YOUR TASK:
If a line of the material holds the string "corrections", please copy it.

------------------------

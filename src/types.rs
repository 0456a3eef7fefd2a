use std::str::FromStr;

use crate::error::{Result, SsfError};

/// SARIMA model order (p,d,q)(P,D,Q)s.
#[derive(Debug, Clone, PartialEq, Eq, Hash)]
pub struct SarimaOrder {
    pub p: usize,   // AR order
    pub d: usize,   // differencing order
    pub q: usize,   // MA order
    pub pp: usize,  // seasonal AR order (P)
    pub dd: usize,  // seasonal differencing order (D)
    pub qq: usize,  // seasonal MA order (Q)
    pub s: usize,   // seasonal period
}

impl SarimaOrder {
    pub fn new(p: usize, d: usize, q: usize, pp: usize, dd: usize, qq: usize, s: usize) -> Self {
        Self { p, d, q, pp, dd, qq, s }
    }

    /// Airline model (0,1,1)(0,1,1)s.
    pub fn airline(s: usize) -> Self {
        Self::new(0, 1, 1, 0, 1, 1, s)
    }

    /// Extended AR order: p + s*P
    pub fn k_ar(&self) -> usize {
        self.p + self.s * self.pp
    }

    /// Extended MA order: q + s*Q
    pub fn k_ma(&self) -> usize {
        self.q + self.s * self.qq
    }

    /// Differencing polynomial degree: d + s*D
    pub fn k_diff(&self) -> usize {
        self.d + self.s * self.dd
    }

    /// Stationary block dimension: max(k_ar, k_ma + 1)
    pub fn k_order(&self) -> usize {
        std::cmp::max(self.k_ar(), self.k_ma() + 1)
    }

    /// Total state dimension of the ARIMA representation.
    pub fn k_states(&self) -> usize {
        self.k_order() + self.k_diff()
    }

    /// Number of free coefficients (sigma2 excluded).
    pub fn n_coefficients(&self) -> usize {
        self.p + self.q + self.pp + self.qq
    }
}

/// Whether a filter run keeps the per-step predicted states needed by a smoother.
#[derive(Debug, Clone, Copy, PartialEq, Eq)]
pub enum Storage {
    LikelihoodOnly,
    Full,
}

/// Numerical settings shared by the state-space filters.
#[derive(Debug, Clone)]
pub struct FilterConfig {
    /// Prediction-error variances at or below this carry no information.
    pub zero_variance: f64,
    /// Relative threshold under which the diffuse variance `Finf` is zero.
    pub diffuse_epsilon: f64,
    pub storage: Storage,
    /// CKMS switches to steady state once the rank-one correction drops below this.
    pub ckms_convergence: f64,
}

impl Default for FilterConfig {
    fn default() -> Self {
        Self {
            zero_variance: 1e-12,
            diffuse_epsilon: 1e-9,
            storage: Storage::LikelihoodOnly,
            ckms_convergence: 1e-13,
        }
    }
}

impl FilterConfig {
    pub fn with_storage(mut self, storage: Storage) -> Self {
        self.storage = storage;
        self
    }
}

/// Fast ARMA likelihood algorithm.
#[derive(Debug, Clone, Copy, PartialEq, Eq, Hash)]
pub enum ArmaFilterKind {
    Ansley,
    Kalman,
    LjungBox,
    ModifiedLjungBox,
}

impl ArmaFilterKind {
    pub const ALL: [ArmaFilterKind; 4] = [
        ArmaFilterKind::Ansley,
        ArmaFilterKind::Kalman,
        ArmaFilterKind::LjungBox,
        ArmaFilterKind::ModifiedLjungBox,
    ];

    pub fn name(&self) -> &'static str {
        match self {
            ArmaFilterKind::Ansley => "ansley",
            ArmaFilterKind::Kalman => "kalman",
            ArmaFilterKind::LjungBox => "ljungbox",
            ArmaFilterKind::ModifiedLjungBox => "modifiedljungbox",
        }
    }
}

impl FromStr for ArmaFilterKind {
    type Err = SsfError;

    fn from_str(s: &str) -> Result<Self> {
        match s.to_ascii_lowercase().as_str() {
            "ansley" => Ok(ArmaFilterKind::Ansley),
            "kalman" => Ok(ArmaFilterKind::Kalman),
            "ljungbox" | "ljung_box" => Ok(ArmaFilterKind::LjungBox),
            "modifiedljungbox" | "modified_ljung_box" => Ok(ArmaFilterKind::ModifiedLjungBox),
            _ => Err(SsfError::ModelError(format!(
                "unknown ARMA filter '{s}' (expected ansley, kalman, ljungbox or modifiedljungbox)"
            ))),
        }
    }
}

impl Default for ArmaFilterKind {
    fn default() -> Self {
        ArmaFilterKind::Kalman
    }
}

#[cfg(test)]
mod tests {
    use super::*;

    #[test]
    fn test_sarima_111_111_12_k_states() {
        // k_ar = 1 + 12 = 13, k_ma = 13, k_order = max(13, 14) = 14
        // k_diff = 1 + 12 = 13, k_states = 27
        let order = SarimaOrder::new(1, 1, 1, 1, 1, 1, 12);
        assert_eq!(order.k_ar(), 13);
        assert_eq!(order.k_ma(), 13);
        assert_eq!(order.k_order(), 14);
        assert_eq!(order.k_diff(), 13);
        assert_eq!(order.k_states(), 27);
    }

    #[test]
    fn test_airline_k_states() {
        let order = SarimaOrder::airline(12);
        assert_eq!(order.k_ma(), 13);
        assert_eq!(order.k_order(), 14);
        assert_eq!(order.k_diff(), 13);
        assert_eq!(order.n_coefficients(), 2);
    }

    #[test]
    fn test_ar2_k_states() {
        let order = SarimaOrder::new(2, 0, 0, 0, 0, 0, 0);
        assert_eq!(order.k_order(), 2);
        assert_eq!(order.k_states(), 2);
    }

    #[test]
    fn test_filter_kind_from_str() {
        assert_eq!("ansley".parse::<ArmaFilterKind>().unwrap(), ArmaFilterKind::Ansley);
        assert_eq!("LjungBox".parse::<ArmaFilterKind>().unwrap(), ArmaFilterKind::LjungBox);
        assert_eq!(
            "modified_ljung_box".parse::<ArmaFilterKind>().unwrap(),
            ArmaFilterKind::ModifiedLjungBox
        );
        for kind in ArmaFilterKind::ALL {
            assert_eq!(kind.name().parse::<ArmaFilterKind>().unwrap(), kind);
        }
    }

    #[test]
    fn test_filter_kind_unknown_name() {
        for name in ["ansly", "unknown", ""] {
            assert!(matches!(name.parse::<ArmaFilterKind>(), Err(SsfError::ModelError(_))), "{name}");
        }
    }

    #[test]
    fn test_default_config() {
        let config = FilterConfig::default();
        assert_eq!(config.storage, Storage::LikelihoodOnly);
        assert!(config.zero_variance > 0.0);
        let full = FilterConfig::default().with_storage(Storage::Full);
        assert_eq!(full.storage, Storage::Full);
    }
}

------------------------

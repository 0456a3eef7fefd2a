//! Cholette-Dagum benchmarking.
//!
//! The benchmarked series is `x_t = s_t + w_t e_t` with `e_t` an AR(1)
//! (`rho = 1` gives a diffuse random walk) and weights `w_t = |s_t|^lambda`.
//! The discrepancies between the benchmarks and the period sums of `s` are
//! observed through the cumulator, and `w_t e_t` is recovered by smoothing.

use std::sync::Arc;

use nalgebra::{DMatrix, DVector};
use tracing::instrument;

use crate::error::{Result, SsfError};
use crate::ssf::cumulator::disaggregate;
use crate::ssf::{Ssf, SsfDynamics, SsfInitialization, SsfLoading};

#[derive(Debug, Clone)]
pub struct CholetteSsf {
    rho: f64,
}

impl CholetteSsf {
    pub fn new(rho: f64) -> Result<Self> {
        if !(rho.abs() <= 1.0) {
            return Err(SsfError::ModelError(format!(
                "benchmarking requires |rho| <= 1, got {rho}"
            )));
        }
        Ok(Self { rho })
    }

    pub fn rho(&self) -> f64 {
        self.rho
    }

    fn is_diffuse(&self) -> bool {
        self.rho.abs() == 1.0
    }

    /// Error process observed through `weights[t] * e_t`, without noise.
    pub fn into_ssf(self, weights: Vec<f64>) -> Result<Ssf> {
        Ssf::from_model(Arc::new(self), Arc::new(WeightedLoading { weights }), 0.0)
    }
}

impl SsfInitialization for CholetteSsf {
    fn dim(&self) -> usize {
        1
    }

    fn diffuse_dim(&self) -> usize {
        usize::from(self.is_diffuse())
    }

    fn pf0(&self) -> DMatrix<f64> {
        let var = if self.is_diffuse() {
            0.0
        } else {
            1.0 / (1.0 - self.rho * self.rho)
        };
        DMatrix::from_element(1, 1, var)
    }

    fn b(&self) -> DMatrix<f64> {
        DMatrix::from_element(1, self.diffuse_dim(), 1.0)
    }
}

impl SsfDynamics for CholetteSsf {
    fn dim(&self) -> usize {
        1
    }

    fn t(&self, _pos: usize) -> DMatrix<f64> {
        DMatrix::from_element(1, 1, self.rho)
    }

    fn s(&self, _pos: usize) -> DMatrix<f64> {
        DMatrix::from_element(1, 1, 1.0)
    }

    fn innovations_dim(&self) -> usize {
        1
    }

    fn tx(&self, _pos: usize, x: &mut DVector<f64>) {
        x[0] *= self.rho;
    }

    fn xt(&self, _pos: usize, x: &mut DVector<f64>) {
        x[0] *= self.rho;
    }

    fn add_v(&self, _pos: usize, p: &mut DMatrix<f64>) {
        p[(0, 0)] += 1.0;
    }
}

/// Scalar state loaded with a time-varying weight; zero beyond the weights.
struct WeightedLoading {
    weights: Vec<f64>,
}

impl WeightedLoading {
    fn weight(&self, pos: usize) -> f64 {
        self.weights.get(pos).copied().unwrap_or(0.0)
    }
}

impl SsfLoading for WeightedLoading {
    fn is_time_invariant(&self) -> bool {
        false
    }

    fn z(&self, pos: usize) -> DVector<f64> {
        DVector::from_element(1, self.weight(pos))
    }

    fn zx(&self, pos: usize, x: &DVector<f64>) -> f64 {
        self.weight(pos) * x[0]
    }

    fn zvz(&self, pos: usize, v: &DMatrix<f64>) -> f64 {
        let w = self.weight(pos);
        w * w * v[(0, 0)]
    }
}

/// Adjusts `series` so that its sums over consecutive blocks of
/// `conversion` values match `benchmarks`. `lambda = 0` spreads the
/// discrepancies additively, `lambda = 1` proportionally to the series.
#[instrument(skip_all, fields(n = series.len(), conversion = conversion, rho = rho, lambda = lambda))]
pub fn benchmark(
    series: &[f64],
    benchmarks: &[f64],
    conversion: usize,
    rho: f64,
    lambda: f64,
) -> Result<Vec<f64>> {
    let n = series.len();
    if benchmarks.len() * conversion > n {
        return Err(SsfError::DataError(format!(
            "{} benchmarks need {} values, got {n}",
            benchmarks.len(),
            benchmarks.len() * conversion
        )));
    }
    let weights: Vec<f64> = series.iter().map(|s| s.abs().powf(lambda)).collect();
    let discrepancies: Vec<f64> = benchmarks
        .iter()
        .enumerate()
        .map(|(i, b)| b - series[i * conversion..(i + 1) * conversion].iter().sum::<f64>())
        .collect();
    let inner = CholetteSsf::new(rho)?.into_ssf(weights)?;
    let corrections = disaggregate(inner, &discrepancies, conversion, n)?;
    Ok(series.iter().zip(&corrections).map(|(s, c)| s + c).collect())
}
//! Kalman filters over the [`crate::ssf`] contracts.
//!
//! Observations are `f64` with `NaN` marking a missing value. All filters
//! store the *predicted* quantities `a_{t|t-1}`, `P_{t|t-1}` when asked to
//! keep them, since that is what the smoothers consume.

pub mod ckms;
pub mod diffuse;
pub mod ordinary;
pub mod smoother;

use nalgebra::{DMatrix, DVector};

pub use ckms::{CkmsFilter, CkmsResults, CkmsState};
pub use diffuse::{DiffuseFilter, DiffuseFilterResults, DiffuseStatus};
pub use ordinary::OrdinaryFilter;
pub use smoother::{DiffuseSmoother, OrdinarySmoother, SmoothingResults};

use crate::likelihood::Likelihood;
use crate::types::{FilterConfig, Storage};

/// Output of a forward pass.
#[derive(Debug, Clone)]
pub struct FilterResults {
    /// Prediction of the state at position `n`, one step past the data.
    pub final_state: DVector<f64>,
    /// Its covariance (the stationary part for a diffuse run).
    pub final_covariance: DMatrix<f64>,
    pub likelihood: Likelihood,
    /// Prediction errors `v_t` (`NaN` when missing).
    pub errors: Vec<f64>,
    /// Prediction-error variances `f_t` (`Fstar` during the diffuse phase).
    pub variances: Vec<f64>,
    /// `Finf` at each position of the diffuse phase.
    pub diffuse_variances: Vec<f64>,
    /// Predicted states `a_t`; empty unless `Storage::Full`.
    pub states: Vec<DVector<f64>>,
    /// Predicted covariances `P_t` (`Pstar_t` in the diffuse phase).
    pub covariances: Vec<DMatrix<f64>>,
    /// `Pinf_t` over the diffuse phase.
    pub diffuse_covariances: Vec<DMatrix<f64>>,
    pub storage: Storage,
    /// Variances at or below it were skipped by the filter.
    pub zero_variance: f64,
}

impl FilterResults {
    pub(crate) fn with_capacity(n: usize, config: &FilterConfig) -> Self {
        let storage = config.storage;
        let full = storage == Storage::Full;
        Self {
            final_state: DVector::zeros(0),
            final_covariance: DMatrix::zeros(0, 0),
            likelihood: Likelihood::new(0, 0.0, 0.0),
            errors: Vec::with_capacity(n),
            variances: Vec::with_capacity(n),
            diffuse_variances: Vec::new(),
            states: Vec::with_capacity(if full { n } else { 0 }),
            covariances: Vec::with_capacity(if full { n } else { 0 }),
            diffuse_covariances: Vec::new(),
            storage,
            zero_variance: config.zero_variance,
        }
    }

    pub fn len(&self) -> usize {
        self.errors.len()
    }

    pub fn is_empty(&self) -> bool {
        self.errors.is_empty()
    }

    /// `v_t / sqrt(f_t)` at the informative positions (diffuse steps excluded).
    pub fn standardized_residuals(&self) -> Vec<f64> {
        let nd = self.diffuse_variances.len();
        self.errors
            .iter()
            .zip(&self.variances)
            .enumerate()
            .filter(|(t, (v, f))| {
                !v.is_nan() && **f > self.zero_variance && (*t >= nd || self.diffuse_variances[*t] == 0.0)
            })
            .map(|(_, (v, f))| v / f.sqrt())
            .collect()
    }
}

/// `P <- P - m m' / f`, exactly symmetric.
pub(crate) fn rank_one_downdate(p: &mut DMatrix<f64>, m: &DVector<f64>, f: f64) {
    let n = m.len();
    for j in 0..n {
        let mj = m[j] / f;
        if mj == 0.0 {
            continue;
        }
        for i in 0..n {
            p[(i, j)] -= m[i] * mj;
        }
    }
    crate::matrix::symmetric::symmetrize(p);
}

------------------------

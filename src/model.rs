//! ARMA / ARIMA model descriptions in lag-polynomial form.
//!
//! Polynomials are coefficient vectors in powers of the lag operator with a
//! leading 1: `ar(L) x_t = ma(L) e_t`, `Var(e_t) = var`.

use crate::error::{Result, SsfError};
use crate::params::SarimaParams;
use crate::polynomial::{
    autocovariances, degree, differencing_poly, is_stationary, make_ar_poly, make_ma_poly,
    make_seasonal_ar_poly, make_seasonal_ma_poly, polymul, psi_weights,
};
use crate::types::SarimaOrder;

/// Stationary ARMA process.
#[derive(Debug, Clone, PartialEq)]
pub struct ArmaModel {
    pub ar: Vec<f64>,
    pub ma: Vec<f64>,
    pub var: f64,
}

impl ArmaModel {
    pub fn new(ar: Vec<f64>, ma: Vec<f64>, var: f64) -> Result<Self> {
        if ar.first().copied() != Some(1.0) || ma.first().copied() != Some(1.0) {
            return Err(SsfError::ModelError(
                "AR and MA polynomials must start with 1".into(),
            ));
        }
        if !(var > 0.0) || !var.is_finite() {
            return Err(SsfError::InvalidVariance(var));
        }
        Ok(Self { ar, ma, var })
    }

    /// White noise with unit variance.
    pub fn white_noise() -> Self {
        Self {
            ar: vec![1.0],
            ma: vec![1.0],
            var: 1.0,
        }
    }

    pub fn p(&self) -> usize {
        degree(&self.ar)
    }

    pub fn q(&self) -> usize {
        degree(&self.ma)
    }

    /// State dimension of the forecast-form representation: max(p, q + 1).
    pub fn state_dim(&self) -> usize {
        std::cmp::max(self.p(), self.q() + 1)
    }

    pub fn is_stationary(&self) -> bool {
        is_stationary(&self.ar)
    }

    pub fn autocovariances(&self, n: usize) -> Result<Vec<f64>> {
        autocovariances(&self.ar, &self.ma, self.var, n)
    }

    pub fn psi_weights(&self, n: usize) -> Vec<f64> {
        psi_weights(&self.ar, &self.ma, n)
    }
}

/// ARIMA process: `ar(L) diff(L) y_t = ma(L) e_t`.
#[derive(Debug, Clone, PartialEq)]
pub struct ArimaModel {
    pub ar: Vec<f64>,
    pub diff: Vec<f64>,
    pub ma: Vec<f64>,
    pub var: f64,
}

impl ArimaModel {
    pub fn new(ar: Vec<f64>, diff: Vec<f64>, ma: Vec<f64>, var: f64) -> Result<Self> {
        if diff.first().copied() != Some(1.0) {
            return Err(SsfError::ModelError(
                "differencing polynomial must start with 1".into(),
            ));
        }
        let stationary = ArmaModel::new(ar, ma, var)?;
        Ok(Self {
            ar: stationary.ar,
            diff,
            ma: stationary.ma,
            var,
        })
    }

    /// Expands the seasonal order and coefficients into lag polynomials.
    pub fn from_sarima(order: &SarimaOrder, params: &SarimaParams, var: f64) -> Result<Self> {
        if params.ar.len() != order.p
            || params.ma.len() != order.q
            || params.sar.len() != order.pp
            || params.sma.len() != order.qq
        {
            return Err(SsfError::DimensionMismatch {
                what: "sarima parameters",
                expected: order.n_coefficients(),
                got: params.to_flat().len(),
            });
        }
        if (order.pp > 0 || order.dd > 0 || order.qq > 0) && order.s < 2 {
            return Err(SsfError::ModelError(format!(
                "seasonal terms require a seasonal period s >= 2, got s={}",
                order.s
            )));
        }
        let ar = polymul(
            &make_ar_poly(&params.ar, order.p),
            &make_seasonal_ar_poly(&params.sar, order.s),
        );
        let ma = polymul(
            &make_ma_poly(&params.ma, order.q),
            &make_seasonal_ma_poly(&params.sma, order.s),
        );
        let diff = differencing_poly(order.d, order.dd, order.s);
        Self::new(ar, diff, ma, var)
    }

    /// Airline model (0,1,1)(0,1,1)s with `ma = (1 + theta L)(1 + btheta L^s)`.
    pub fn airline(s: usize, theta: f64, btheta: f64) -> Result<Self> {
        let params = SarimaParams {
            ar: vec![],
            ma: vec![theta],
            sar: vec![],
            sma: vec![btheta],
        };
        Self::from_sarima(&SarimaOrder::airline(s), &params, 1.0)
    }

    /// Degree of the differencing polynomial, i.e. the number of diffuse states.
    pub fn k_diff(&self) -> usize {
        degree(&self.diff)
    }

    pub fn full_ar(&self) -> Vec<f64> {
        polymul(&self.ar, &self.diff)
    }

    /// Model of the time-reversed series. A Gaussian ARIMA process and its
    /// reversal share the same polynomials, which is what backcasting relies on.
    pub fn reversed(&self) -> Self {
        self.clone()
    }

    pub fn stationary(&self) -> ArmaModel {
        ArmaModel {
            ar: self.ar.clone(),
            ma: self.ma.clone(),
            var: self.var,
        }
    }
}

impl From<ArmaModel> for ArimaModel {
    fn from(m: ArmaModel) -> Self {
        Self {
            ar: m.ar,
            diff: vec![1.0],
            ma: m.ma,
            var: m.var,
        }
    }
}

------------------------

YOUR SOLUTION:
    let corrections = disaggregate(inner, &discrepancies, conversion, n)?;
    Ok(series.iter().zip(&corrections).map(|(s, c)| s + c).collect())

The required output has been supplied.